The neurotrophic factor, Glial cell line derived neurotrophi factor (GDNF), exerts a variety of biological effects through binding to its receptors, GDNF family receptor alpha-1 (GFRα1), and RET. However, the existence of cells expressing GFRα1 but not RET raises the possibility that GFRα1 can function independently from RET. Here, it is shown that GFRα1 released from repair Schwann cells (RSCs) functions as a ligand in a GDNF-RET-independent manner to promote axon regeneration after peripheral nerve injury (PNI). Local administration of GFRα1 into injured nerve promoted axon regeneration, even more when combined with GDNF blockade.

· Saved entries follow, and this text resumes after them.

//! Centralized limits and thresholds for the engine.
//!
//! Symbol graphs handed to the engine come from a host and may be malformed
//! (cyclic base lists, runaway nesting). These limits bound every walk so a
//! bad graph degrades the result instead of hanging the host.

// =============================================================================
// Graph Walk Limits
// =============================================================================

/// Maximum depth when walking an interface's base-interface closure.
///
/// Interface inheritance is acyclic in valid programs. A cyclic graph from a
/// broken compilation stops expanding at this depth.
pub const MAX_INTERFACE_DEPTH: u32 = 64;

/// Maximum number of base classes walked when searching for existing
/// implementations or delegation targets.
pub const MAX_BASE_CLASS_DEPTH: u32 = 64;

/// Maximum nesting depth when rendering or substituting a type reference.
///
/// `List<List<List<...>>>` deeper than this renders as the error type.
pub const MAX_TYPE_NESTING_DEPTH: u32 = 128;

// =============================================================================
// Name Generation Limits
// =============================================================================

/// Maximum numeric suffix tried when uniquifying a generated name
/// (`T1`, `T2`, ..., `disposedValue1`, ...).
///
/// Past this bound the last candidate is used even if it collides; the host
/// compiler then reports the duplicate instead of the engine spinning.
pub const MAX_NAME_SUFFIX: u32 = 1_000;
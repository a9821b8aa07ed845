//! Member declaration IR.
//!
//! Synthesis produces these nodes instead of strings; the printer turns
//! them into C# text at a given indentation. Types arrive already rendered
//! (with imports recorded) so the printer never touches the symbol model.
//!
//! # IR Structure
//!
//! A `MemberNode` is one declaration plus its leading comments, attributes
//! and modifiers. Bodies are `BodyNode`s: a `;`, a block of `StmtNode`s or
//! an `=> expression`. Expressions cover what generated bodies need:
//! `throw new X()`, forwarding calls and member access through casts, and
//! the assignments in the dispose pattern.

use sharpfix_symbols::OperatorKind;

/// A generated member declaration.
#[derive(Clone, Debug, PartialEq, Eq)]
pub struct MemberNode {
    /// Whole comment lines placed above the declaration, `//` included. An
    /// empty entry is a blank line.
    pub leading_comments: Vec<String>,
    /// Attribute lists, each rendered without brackets (`Obsolete("x")`).
    pub attributes: Vec<String>,
    pub modifiers: Vec<&'static str>,
    pub decl: DeclNode,
}

#[derive(Clone, Debug, PartialEq, Eq)]
pub enum DeclNode {
    // =========================================================================
    // Data
    // =========================================================================
    /// Field: `bool disposedValue;`
    Field {
        ty: String,
        name: String,
        initializer: Option<ExprNode>,
    },

    // =========================================================================
    // Callables
    // =========================================================================
    /// Method: `ret I.Name<T>(params) where T : class { ... }`
    Method {
        /// Return type including any `ref`/`ref readonly` prefix.
        return_type: String,
        explicit_interface: Option<String>,
        name: String,
        type_parameters: Vec<String>,
        parameters: Vec<ParamNode>,
        constraints: Vec<ConstraintNode>,
        body: BodyNode,
    },

    /// Operator or conversion: `C operator +(C x, C y)`,
    /// `implicit operator int(C x)`.
    Operator {
        return_type: String,
        explicit_interface: Option<String>,
        operator: OperatorKind,
        parameters: Vec<ParamNode>,
        body: BodyNode,
    },

    // =========================================================================
    // Properties and events
    // =========================================================================
    /// Property, or an indexer when `parameters` is non-empty.
    Property {
        ty: String,
        explicit_interface: Option<String>,
        name: String,
        parameters: Vec<ParamNode>,
        body: PropertyBody,
    },

    /// Event. Without accessors it is field-like: `event EventHandler E;`
    Event {
        ty: String,
        explicit_interface: Option<String>,
        name: String,
        accessors: Option<Vec<AccessorNode>>,
    },
}

#[derive(Clone, Debug, PartialEq, Eq)]
pub struct ParamNode {
    pub attributes: Vec<String>,
    /// `ref `, `out `, `in `, `ref readonly `, `params `, or empty.
    pub modifier: &'static str,
    pub ty: String,
    pub name: String,
    /// Rendered default value expression.
    pub default: Option<String>,
}

/// `where T : class, IComparable<T>, new()`
#[derive(Clone, Debug, PartialEq, Eq)]
pub struct ConstraintNode {
    pub parameter: String,
    pub constraints: Vec<String>,
}

#[derive(Clone, Debug, PartialEq, Eq)]
pub enum PropertyBody {
    /// `{ get ...; set ...; }`
    Accessors(Vec<AccessorNode>),
    /// `=> expr;` for get-only properties and indexers.
    Expression(ExprNode),
}

#[derive(Clone, Copy, Debug, PartialEq, Eq)]
pub enum AccessorKeyword {
    Get,
    Set,
    Init,
    Add,
    Remove,
}

impl AccessorKeyword {
    pub const fn as_str(self) -> &'static str {
        match self {
            AccessorKeyword::Get => "get",
            AccessorKeyword::Set => "set",
            AccessorKeyword::Init => "init",
            AccessorKeyword::Add => "add",
            AccessorKeyword::Remove => "remove",
        }
    }
}

#[derive(Clone, Debug, PartialEq, Eq)]
pub struct AccessorNode {
    pub keyword: AccessorKeyword,
    pub body: BodyNode,
}

#[derive(Clone, Debug, PartialEq, Eq)]
pub enum BodyNode {
    /// No body: abstract members and auto-accessors.
    Semicolon,
    Block(Vec<StmtNode>),
    /// `=> expr;`
    Expression(ExprNode),
}

#[derive(Clone, Debug, PartialEq, Eq)]
pub enum StmtNode {
    /// Expression statement: `Dispose(disposing: true);`
    Expr(ExprNode),
    Return(ExprNode),
    Throw(ExprNode),
    If {
        condition: ExprNode,
        then: Vec<StmtNode>,
    },
    /// A `//` comment line, text excluding the slashes.
    Comment(String),
    /// An empty line between statements.
    Blank,
}

#[derive(Clone, Debug, PartialEq, Eq)]
pub enum ExprNode {
    // =========================================================================
    // Primary
    // =========================================================================
    /// Identifier, already escaped: `value`, `@class`
    Identifier(String),

    /// `this`
    This,

    /// Literal text as it should be printed: `true`, `0`
    Literal(String),

    // =========================================================================
    // Compound
    // =========================================================================
    /// `new T(args)`
    New { ty: String, args: Vec<ArgNode> },

    /// Throw expression: `throw new T()`
    Throw(Box<ExprNode>),

    /// `receiver.name`
    Member { receiver: Box<ExprNode>, name: String },

    /// `callee(args)`
    Call {
        callee: Box<ExprNode>,
        args: Vec<ArgNode>,
    },

    /// `receiver[args]`
    Element {
        receiver: Box<ExprNode>,
        args: Vec<ArgNode>,
    },

    /// `(T)expr`; parenthesized again when used as a receiver.
    Cast { ty: String, expr: Box<ExprNode> },

    /// `!expr`
    Not(Box<ExprNode>),

    /// `ref expr`, the operand of a by-reference return.
    Ref(Box<ExprNode>),

    /// `target op value` with `op` one of `=`, `+=`, `-=`.
    Assign {
        target: Box<ExprNode>,
        operator: &'static str,
        value: Box<ExprNode>,
    },
}

impl ExprNode {
    pub fn ident(name: impl Into<String>) -> Self {
        ExprNode::Identifier(name.into())
    }

    pub fn member(receiver: ExprNode, name: impl Into<String>) -> Self {
        ExprNode::Member {
            receiver: Box::new(receiver),
            name: name.into(),
        }
    }

    pub fn call(callee: ExprNode, args: Vec<ArgNode>) -> Self {
        ExprNode::Call {
            callee: Box::new(callee),
            args,
        }
    }

    pub fn assign(target: ExprNode, operator: &'static str, value: ExprNode) -> Self {
        ExprNode::Assign {
            target: Box::new(target),
            operator,
            value: Box::new(value),
        }
    }

    /// `throw new T()`
    pub fn throw_new(ty: impl Into<String>) -> Self {
        ExprNode::Throw(Box::new(ExprNode::New {
            ty: ty.into(),
            args: Vec::new(),
        }))
    }
}

#[derive(Clone, Debug, PartialEq, Eq)]
pub struct ArgNode {
    /// Named argument label (`disposing:`).
    pub name: Option<String>,
    /// `ref `, `out `, `in ` or empty.
    pub modifier: &'static str,
    pub value: ExprNode,
}

impl ArgNode {
    pub const fn positional(value: ExprNode) -> Self {
        Self {
            name: None,
            modifier: "",
            value,
        }
    }

    pub fn named(name: impl Into<String>, value: ExprNode) -> Self {
        Self {
            name: Some(name.into()),
            modifier: "",
            value,
        }
    }
}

GFRα1 bound to a receptor complex consisting of NCAM and integrin α7β1 of dorsal root ganglion neurons in a GDNF-RET independent manner. This is further confirmed by the Ret Y1062F knock-in mice, which cannot transmit most of GDNF-RET signaling. Finally, local administration of GFRα1 into injured sciatic nerve promoted functional recovery. These findings reveal a novel role of GFRα1 as a ligand, the molecular mechanism supporting axon regeneration by RSCs, and a novel therapy for peripheral nerve repair.